ACTIVITY
Repeat the records below verbatim.

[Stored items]
<<<<

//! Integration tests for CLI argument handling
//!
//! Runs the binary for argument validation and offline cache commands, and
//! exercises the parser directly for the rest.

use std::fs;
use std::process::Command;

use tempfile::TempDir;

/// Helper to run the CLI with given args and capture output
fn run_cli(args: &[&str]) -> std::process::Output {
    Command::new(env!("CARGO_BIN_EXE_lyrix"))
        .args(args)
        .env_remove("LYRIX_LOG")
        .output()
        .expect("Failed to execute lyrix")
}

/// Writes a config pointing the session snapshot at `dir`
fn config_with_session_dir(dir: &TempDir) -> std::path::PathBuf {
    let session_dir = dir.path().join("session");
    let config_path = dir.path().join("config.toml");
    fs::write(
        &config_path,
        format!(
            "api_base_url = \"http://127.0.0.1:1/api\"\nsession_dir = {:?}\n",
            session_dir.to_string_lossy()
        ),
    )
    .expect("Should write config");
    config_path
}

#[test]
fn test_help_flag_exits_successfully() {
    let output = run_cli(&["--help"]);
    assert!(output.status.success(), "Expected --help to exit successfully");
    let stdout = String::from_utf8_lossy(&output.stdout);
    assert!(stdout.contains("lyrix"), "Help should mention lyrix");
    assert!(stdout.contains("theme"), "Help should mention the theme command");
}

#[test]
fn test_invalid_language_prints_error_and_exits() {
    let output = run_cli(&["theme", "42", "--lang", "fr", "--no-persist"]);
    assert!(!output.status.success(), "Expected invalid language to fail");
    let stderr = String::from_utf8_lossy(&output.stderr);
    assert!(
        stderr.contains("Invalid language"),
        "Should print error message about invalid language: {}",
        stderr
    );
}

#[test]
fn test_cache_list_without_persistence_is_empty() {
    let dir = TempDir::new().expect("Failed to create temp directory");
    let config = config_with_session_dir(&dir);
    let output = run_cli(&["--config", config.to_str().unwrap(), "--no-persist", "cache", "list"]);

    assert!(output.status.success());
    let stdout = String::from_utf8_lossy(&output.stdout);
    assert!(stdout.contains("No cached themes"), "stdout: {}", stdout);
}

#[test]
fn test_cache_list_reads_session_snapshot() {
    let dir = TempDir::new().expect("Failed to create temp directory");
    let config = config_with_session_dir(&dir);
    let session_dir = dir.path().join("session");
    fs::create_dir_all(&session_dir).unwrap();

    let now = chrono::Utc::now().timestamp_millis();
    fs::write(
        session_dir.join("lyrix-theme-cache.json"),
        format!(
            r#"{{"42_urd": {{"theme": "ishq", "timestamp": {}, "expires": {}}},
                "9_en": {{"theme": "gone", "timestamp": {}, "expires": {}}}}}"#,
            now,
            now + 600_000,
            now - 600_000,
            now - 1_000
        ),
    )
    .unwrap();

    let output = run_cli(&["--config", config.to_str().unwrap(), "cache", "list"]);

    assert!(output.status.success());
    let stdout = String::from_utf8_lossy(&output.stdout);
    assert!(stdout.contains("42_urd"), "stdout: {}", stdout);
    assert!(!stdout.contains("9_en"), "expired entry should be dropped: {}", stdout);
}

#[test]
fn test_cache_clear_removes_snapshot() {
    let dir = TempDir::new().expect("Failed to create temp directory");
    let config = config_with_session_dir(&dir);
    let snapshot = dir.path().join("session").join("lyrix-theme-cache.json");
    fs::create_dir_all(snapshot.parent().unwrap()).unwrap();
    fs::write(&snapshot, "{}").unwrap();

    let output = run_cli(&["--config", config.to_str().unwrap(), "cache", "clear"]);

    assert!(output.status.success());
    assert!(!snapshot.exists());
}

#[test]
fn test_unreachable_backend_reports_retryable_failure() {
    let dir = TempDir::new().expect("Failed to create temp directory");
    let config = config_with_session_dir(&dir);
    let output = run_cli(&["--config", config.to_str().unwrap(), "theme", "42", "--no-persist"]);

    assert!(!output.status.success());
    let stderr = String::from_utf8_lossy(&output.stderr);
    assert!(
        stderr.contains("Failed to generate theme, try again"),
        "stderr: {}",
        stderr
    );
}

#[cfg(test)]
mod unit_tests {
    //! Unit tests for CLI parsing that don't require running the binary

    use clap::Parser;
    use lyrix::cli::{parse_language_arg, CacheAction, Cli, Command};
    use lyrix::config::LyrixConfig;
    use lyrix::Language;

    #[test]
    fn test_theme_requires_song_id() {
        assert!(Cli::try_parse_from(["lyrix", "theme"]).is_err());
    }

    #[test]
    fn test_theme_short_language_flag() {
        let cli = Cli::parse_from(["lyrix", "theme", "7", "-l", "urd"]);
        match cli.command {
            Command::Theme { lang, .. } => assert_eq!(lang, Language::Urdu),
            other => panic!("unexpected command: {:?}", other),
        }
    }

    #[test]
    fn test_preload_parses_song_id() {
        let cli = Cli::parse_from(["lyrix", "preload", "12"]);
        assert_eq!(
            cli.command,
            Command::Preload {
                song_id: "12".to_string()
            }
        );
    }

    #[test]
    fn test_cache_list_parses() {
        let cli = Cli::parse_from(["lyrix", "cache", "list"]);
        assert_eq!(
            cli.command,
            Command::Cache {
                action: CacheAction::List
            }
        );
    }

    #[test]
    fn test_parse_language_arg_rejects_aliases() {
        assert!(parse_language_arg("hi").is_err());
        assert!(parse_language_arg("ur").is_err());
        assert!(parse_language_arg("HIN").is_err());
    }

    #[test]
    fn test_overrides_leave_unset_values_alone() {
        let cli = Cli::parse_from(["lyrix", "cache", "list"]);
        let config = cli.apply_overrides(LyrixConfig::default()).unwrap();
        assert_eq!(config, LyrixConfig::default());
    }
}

>>>>

OUTPUT
//! Integration tests for CLI argument handling
//!
//! Runs the binary for argument validation and offline cache commands, and
//! exercises the parser directly for the rest.

use std::fs;
use std::process::Command;

use tempfile::TempDir;

/// Helper to run the CLI with given args and capture output
fn run_cli(args: &[&str]) -> std::process::Output {
    Command::new(env!("CARGO_BIN_EXE_lyrix"))
        .args(args)
        .env_remove("LYRIX_LOG")
        .output()
        .expect("Failed to execute lyrix")
}

/// Writes a config pointing the session snapshot at `dir`
fn config_with_session_dir(dir: &TempDir) -> std::path::PathBuf {
    let session_dir = dir.path().join("session");
    let config_path = dir.path().join("config.toml");
    fs::write(
        &config_path,
        format!(
            "api_base_url = \"http://127.0.0.1:1/api\"\nsession_dir = {:?}\n",
            session_dir.to_string_lossy()
        ),
    )
    .expect("Should write config");
    config_path
}

#[test]
fn test_help_flag_exits_successfully() {
    let output = run_cli(&["--help"]);
    assert!(output.status.success(), "Expected --help to exit successfully");
    let stdout = String::from_utf8_lossy(&output.stdout);
    assert!(stdout.contains("lyrix"), "Help should mention lyrix");
    assert!(stdout.contains("theme"), "Help should mention the theme command");
}

#[test]
fn test_invalid_language_prints_error_and_exits() {
    let output = run_cli(&["theme", "42", "--lang", "fr", "--no-persist"]);
    assert!(!output.status.success(), "Expected invalid language to fail");
    let stderr = String::from_utf8_lossy(&output.stderr);
    assert!(
        stderr.contains("Invalid language"),
        "Should print error message about invalid language: {}",
        stderr
    );
}

#[test]
fn test_cache_list_without_persistence_is_empty() {
    let dir = TempDir::new().expect("Failed to create temp directory");
    let config = config_with_session_dir(&dir);
    let output = run_cli(&["--config", config.to_str().unwrap(), "--no-persist", "cache", "list"]);

    assert!(output.status.success());
    let stdout = String::from_utf8_lossy(&output.stdout);
    assert!(stdout.contains("No cached themes"), "stdout: {}", stdout);
}

#[test]
fn test_cache_list_reads_session_snapshot() {
    let dir = TempDir::new().expect("Failed to create temp directory");
    let config = config_with_session_dir(&dir);
    let session_dir = dir.path().join("session");
    fs::create_dir_all(&session_dir).unwrap();

    let now = chrono::Utc::now().timestamp_millis();
    fs::write(
        session_dir.join("lyrix-theme-cache.json"),
        format!(
            r#"{{"42_urd": {{"theme": "ishq", "timestamp": {}, "expires": {}}},
                "9_en": {{"theme": "gone", "timestamp": {}, "expires": {}}}}}"#,
            now,
            now + 600_000,
            now - 600_000,
            now - 1_000
        ),
    )
    .unwrap();

    let output = run_cli(&["--config", config.to_str().unwrap(), "cache", "list"]);

    assert!(output.status.success());
    let stdout = String::from_utf8_lossy(&output.stdout);
    assert!(stdout.contains("42_urd"), "stdout: {}", stdout);
    assert!(!stdout.contains("9_en"), "expired entry should be dropped: {}", stdout);
}

#[test]
fn test_cache_clear_removes_snapshot() {
    let dir = TempDir::new().expect("Failed to create temp directory");
    let config = config_with_session_dir(&dir);
    let snapshot = dir.path().join("session").join("lyrix-theme-cache.json");
    fs::create_dir_all(snapshot.parent().unwrap()).unwrap();
    fs::write(&snapshot, "{}").unwrap();

    let output = run_cli(&["--config", config.to_str().unwrap(), "cache", "clear"]);

    assert!(output.status.success());
    assert!(!snapshot.exists());
}

#[test]
fn test_unreachable_backend_reports_retryable_failure() {
    let dir = TempDir::new().expect("Failed to create temp directory");
    let config = config_with_session_dir(&dir);
    let output = run_cli(&["--config", config.to_str().unwrap(), "theme", "42", "--no-persist"]);

    assert!(!output.status.success());
    let stderr = String::from_utf8_lossy(&output.stderr);
    assert!(
        stderr.contains("Failed to generate theme, try again"),
        "stderr: {}",
        stderr
    );
}

#[cfg(test)]
mod unit_tests {
    //! Unit tests for CLI parsing that don't require running the binary

    use clap::Parser;
    use lyrix::cli::{parse_language_arg, CacheAction, Cli, Command};
    use lyrix::config::LyrixConfig;
    use lyrix::Language;

    #[test]
    fn test_theme_requires_song_id() {
        assert!(Cli::try_parse_from(["lyrix", "theme"]).is_err());
    }

    #[test]
    fn test_theme_short_language_flag() {
        let cli = Cli::parse_from(["lyrix", "theme", "7", "-l", "urd"]);
        match cli.command {
            Command::Theme { lang, .. } => assert_eq!(lang, Language::Urdu),
            other => panic!("unexpected command: {:?}", other),
        }
    }

    #[test]
    fn test_preload_parses_song_id() {
        let cli = Cli::parse_from(["lyrix", "preload", "12"]);
        assert_eq!(
            cli.command,
            Command::Preload {
                song_id: "12".to_string()
            }
        );
    }

    #[test]
    fn test_cache_list_parses() {
        let cli = Cli::parse_from(["lyrix", "cache", "list"]);
        assert_eq!(
            cli.command,
            Command::Cache {
                action: CacheAction::List
            }
        );
    }

    #[test]
    fn test_parse_language_arg_rejects_aliases() {
        assert!(parse_language_arg("hi").is_err());
        assert!(parse_language_arg("ur").is_err());
        assert!(parse_language_arg("HIN").is_err());
    }

    #[test]
    fn test_overrides_leave_unset_values_alone() {
        let cli = Cli::parse_from(["lyrix", "cache", "list"]);
        let config = cli.apply_overrides(LyrixConfig::default()).unwrap();
        assert_eq!(config, LyrixConfig::default());
    }
}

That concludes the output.